To compare the satellitomes of multiple species, we performed a similarity search with RepeatMasker (https://github.com/fjruizruano/ngs-protocols/blob/master/rm_homology.py) considering all the de novo-characterized satDNA sequences. Then, we aligned the monomers of all satDNAs showing at least 50% similarity with MUSCLE [106]. In addition, we generated individual self-dotplots of the satDNA sequences and a general one with Flexidot [107].

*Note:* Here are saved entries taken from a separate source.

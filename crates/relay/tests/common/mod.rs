#![allow(dead_code)]

use std::path::{Path, PathBuf};
use std::sync::atomic::{AtomicUsize, Ordering};
use std::time::Duration;

use async_trait::async_trait;
use parking_lot::Mutex;
use relay_engine::{AudioSink, RelayConfig, Result, SinkExit};
use tokio_util::sync::CancellationToken;

/// A call observed by [`RecordingSink`], in arrival order.
#[derive(Debug, Clone, PartialEq, Eq)]
pub enum SinkEvent {
    Start(PathBuf),
    Stop,
}

/// Sink that records calls instead of producing sound.
///
/// A run lasts until `stop` is called, unless `exit_with` makes it end at once.
#[derive(Default)]
pub struct RecordingSink {
    starts: AtomicUsize,
    stop_calls: AtomicUsize,
    events: Mutex<Vec<SinkEvent>>,
    current: Mutex<Option<CancellationToken>>,
    exit_with: Option<SinkExit>,
}

impl RecordingSink {
    pub fn new() -> Self {
        Self::default()
    }

    pub fn exiting_with(exit: SinkExit) -> Self {
        Self {
            exit_with: Some(exit),
            ..Self::default()
        }
    }

    pub fn starts(&self) -> usize {
        self.starts.load(Ordering::SeqCst)
    }

    pub fn stop_calls(&self) -> usize {
        self.stop_calls.load(Ordering::SeqCst)
    }

    pub fn paths(&self) -> Vec<PathBuf> {
        self.events
            .lock()
            .iter()
            .filter_map(|event| match event {
                SinkEvent::Start(path) => Some(path.clone()),
                SinkEvent::Stop => None,
            })
            .collect()
    }

    pub fn events(&self) -> Vec<SinkEvent> {
        self.events.lock().clone()
    }

    pub fn is_running(&self) -> bool {
        self.current.lock().is_some()
    }
}

#[async_trait]
impl AudioSink for RecordingSink {
    async fn play(&self, path: &Path) -> Result<SinkExit> {
        self.starts.fetch_add(1, Ordering::SeqCst);
        self.events.lock().push(SinkEvent::Start(path.to_path_buf()));

        if let Some(exit) = self.exit_with {
            return Ok(exit);
        }

        let token = CancellationToken::new();
        *self.current.lock() = Some(token.clone());
        token.cancelled().await;
        Ok(SinkExit::Killed)
    }

    fn stop(&self) -> bool {
        self.stop_calls.fetch_add(1, Ordering::SeqCst);
        self.events.lock().push(SinkEvent::Stop);
        match self.current.lock().take() {
            Some(token) => {
                token.cancel();
                true
            }
            None => false,
        }
    }
}

/// Config with short timings, rooted in `dir`.
pub fn fast_config(dir: &Path) -> RelayConfig {
    RelayConfig::builder()
        .with_temp_dir(dir)
        .with_manifest_refresh_interval(Duration::from_millis(50))
        .with_manifest_retry_delay(Duration::from_millis(50))
        .with_playback_poll(5, Duration::from_millis(20))
        .with_shutdown_timeout(Duration::from_secs(2))
        .build()
}

/// Poll `condition` every 10ms until it holds or `limit` elapses.
pub async fn wait_until(limit: Duration, condition: impl Fn() -> bool) -> bool {
    let deadline = tokio::time::Instant::now() + limit;
    while tokio::time::Instant::now() < deadline {
        if condition() {
            return true;
        }
        tokio::time::sleep(Duration::from_millis(10)).await;
    }
    condition()
}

For a general visualization of abundance and presence/absence of each satDNA in the different species, we ran RepeatMasker [105] against the complete catalog of Alligatoridae using each of the genomic libraries. After that, we normalized read coverage of the samples relative to single-copy genes. For this, we retrieved three single-copy genes in Sauropsida (options: Present in all species; Single-copy in all species) in the OrthoDB (https://www.orthodb.org/; accessed in July 30th) and mapped the genomic libraries against the genes using bowtie2 [108] with the preset values –sensitive and –local. Then, a normalization factor was calculated as: [(number of mapped reads x read sizes x gene sizes)/number of analyzed reads] (Additional file 2: Table S9). A final step of summing up the log10 of normalized read counts from RepeatMasker (0 to 20% of Kimura divergence) was performed. With the final matrix (Additional file 2: Table S10), we generated a Clustermap (Fig. 1) with Seaborn using the seaborn.clustermap function (https://seaborn.pydata.org/generated/seaborn.clustermap.html).

Taking advantage of the fact that the genome of Alligator sinensis is available in the NCBI (GCA 000455745.1), we also conducted a BLAST (blastn, word size = 11, e-value = 1e-6) to search the entire list of satDNAs against this genome that was assembled using Illumina Hiseq2000 [67]. We did not perform any structural or quantitative analysis on array sizes and/or organization because only short reads were employed for this assembly [67]. As a result, BLAST searches provided more useful information on the presence or absence of satDNAs in the genome of A. sinensis. To get an estimation of the degree of tandem structure for the satDNAs in this species, we calculated the Tandem Structure Index (TSI), as demonstrated in [71]. This value is calculated as the quotient of the number of paired reads mapped against a satDNA and the total number of reads (https://github.com/fjruizruano/SatIntExt). Thus, higher TSI values indicate the occurrence of longer arrays in the analyzed species. One must note that once the FISH probes were labeled and hybridized in groups, the TSI values are not completely suitable for comparison with the FISH results of satDNAs within groups 1 to 4.

Primer design and polymerase chain reaction (PCR)

We designed primer pairs for 12 satellite DNA families characterized from C. latirostris and two satellite DNA families characterized for A. sinensis, creating convergent primers for satellites larger than 1000 bp and divergent primers for satellites smaller than 1000 bp. We verified if those primer pairs anchors in conserved regions of monomers and used them to PCR-amplify in all Alligatoridae species. The PCRs contained 1 × PCR buffer, 1.5 mM of MgCl2, 200 µM of each dNTP, 0.5 µL of each primer, 10–100 ng/µL of gDNA, and 0.2 µl of Taq DNA polymerase in a total volume of 25 µL. The PCR program included an initial denaturation at 95 °C for 7 min, followed by 34 cycles at 95 °C for 45 s, 61 °C for 1 min, 72 °C for 1 min, and a final extension at 72 °C for 7 min. The PCR products were checked in 2% agarose gel.

Probe labeling and fluorescence in situ hybridization (FISH)

Except for ClaSat03-183, ClaSat09-285, ClaSat12-24, and AsiSat03-96, all the other satDNAs were successfully amplified and the PCR products were labeled with Atto550-dUTP (red) or Atto488-dUTP (green) according to the manufacturer’s recommendations using the Nick-Translation mix kit (Jena Bioscience, Jena, Germany). The probes were then hybridized in all other Alligatoridae species according to the methodology reported by [109]. To corroborate the FISH results, at least 30 metaphase spreads were examined in each individual. Photos were obtained with CoolSNAP on an Olympus BX50 microscope (Olympus Corporation, Ishikawa, Japan), and the images were processed using Image-Pro Plus 4.1 software (Media Cybernetics, Silver Spring, MD, USA).